Stored data entries
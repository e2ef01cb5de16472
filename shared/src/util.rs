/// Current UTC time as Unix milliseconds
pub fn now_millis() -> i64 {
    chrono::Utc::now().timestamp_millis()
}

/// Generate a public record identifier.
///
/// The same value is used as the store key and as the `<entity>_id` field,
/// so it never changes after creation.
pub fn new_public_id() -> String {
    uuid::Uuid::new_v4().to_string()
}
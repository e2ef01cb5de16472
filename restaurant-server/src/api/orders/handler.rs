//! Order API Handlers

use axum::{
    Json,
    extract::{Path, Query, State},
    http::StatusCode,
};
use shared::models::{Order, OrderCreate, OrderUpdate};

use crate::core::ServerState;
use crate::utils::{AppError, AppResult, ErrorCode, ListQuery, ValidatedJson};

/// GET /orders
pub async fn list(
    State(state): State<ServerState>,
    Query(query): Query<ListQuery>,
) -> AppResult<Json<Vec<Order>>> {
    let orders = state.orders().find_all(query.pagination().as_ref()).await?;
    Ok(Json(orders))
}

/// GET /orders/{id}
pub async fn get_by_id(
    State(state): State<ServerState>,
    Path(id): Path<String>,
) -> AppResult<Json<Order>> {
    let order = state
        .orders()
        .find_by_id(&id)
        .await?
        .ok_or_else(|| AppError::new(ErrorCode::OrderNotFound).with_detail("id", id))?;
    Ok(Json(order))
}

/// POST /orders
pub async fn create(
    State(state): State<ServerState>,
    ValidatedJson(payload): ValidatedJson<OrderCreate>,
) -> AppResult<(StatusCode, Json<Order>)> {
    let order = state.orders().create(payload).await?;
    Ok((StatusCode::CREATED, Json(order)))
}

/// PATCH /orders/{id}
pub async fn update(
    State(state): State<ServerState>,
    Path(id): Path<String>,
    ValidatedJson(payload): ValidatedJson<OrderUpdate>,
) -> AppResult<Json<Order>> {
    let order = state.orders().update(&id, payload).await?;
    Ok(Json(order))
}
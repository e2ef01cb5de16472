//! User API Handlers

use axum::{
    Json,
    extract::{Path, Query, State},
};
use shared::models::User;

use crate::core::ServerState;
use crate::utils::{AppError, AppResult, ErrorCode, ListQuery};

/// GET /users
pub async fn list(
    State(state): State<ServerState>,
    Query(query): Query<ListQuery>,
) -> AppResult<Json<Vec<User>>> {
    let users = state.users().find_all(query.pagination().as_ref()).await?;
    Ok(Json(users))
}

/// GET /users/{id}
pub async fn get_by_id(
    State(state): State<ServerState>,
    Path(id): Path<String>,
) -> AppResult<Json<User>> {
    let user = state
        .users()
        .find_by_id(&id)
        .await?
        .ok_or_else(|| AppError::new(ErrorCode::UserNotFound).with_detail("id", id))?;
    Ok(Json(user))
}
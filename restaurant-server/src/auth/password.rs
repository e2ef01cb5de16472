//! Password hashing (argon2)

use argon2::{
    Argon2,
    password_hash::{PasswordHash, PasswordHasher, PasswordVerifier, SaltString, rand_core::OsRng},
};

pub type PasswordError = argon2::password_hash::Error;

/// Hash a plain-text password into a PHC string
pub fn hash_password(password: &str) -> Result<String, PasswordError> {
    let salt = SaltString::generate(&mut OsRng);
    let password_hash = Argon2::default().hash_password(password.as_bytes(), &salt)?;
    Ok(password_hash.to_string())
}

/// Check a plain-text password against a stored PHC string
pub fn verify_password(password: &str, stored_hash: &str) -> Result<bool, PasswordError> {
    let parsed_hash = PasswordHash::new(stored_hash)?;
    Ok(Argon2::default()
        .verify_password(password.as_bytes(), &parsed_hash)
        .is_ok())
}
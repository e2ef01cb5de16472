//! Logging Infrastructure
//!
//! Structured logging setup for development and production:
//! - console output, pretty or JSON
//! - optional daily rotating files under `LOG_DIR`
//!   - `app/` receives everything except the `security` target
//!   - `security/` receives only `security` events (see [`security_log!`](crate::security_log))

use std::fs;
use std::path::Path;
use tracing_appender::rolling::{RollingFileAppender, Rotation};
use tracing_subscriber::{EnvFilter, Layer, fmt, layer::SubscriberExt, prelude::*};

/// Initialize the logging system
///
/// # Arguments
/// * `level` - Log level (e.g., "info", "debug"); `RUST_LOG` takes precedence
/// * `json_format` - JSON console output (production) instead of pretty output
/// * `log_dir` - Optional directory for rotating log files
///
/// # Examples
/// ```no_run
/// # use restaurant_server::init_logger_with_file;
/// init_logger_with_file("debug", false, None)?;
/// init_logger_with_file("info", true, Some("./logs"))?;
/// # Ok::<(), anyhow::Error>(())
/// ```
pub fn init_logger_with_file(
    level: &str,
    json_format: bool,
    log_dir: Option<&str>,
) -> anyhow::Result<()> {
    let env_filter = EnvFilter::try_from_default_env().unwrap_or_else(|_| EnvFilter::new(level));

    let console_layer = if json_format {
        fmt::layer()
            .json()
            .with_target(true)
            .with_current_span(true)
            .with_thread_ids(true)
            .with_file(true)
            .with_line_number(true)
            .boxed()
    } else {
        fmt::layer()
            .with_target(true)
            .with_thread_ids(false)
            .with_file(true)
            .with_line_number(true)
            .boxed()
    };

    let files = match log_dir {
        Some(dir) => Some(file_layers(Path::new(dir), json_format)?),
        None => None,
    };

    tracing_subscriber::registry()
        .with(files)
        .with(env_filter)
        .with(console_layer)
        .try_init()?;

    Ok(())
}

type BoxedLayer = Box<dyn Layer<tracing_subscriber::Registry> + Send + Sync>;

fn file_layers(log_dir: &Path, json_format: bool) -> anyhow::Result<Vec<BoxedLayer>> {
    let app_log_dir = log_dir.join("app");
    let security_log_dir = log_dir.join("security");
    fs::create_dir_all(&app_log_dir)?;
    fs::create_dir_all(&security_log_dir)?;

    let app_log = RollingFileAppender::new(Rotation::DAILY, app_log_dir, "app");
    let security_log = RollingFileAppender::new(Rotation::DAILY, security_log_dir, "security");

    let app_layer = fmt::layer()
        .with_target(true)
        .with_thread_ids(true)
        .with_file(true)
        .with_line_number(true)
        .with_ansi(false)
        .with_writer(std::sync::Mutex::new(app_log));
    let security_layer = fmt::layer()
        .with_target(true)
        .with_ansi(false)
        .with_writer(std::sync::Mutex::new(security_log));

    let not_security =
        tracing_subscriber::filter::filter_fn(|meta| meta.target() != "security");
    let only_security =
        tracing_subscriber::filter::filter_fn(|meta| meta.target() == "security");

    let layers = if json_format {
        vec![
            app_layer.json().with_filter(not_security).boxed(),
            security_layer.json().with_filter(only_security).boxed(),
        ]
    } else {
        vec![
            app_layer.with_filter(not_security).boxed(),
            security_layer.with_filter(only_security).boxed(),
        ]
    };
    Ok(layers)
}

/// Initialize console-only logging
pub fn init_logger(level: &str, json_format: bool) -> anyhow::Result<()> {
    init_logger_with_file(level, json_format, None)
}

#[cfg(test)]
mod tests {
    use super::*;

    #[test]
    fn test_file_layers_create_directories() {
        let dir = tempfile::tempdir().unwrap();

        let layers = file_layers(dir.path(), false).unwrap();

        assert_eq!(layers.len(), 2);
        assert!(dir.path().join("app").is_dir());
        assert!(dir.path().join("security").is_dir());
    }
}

* * *

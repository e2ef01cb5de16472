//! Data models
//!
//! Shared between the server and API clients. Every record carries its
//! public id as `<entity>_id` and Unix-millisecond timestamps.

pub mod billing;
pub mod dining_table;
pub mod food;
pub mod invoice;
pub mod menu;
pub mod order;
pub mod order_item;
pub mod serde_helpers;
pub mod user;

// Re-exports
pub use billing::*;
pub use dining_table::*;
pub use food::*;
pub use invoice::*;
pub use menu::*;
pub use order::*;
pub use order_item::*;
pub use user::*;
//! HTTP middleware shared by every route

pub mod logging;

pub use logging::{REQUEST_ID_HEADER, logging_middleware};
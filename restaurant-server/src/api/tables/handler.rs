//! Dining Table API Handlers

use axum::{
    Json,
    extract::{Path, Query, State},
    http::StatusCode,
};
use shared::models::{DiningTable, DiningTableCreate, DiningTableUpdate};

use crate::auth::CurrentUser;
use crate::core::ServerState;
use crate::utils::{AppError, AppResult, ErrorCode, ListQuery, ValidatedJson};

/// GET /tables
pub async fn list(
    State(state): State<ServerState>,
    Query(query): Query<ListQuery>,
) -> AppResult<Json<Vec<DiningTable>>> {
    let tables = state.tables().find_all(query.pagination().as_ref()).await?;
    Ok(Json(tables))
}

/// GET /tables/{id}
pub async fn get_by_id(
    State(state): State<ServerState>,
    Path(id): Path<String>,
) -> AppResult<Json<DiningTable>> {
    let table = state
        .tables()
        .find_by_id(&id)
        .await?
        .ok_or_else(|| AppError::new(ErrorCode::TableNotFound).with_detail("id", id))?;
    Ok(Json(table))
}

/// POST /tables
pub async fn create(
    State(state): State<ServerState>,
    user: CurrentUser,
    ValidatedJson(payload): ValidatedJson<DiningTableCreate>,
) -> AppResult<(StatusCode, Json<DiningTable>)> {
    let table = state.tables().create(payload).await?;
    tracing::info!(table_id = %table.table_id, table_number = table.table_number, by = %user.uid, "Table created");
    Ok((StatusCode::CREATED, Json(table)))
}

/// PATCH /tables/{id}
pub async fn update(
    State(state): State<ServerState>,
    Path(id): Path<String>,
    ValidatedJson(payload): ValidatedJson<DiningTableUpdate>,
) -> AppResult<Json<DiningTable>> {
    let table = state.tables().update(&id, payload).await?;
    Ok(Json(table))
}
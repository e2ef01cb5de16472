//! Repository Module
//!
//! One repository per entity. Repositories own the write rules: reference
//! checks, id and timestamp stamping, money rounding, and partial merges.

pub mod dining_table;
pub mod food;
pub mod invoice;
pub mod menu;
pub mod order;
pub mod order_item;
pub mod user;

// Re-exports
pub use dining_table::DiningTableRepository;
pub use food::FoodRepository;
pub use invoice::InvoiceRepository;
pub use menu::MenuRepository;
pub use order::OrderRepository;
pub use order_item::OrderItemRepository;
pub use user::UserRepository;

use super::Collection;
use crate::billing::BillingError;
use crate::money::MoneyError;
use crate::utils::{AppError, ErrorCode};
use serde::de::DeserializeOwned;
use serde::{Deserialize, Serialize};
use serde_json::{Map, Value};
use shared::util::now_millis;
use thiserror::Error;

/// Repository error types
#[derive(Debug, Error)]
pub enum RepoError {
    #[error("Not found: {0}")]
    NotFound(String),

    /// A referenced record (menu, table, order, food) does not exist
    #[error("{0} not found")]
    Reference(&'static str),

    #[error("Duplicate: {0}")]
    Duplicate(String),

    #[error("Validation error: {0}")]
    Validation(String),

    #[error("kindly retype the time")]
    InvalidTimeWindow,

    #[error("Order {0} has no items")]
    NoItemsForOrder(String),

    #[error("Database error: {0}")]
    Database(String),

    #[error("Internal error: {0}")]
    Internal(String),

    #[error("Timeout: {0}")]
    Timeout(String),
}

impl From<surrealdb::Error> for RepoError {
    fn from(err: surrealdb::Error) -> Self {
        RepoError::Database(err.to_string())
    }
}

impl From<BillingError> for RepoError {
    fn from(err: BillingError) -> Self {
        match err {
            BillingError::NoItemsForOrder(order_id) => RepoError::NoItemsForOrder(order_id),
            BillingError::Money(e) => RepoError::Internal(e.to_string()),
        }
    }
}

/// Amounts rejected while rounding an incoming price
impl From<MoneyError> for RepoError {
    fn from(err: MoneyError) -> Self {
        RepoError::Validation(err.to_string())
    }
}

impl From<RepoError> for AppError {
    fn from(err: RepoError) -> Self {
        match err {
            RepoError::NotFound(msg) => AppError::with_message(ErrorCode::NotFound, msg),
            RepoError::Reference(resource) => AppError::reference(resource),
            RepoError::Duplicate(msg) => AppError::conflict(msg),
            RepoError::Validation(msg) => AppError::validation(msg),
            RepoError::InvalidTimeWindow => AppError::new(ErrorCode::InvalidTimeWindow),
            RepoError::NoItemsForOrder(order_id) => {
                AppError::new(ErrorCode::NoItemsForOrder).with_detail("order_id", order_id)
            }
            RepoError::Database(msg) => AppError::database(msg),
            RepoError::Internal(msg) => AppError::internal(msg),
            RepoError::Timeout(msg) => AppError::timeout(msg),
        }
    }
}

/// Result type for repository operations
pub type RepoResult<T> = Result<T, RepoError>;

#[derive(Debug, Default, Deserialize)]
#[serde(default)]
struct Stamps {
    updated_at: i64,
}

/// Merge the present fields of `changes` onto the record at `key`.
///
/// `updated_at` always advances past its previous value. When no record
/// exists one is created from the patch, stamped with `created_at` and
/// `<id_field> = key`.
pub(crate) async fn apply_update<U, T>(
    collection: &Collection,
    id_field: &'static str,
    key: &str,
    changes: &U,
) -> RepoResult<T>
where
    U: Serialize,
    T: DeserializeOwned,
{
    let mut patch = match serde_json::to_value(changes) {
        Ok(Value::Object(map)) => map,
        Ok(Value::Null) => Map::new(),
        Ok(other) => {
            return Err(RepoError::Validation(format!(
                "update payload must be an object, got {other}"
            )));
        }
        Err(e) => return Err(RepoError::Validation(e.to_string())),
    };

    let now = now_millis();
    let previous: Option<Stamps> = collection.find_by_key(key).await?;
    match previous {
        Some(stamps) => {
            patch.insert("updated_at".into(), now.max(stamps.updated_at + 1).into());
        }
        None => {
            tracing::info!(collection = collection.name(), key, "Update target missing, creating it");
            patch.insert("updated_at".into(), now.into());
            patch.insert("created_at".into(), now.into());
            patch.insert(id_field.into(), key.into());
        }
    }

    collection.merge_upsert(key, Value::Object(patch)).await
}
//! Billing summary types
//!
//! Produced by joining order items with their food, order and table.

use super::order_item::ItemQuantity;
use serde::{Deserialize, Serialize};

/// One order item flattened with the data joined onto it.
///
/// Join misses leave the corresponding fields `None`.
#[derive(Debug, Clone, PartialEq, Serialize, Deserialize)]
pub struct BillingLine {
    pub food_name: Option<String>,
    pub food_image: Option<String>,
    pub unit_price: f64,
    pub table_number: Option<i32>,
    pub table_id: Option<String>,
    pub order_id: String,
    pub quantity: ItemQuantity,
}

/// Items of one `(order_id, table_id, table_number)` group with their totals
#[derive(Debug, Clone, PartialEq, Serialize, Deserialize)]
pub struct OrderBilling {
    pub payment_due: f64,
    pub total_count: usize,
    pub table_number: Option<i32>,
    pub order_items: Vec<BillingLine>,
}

→ **YOUR GOAL**:
An exact number is called for here: how many lines across the records contain the word "receives". Nothing else belongs in the answer.

→ **ANSWER BOX**:
2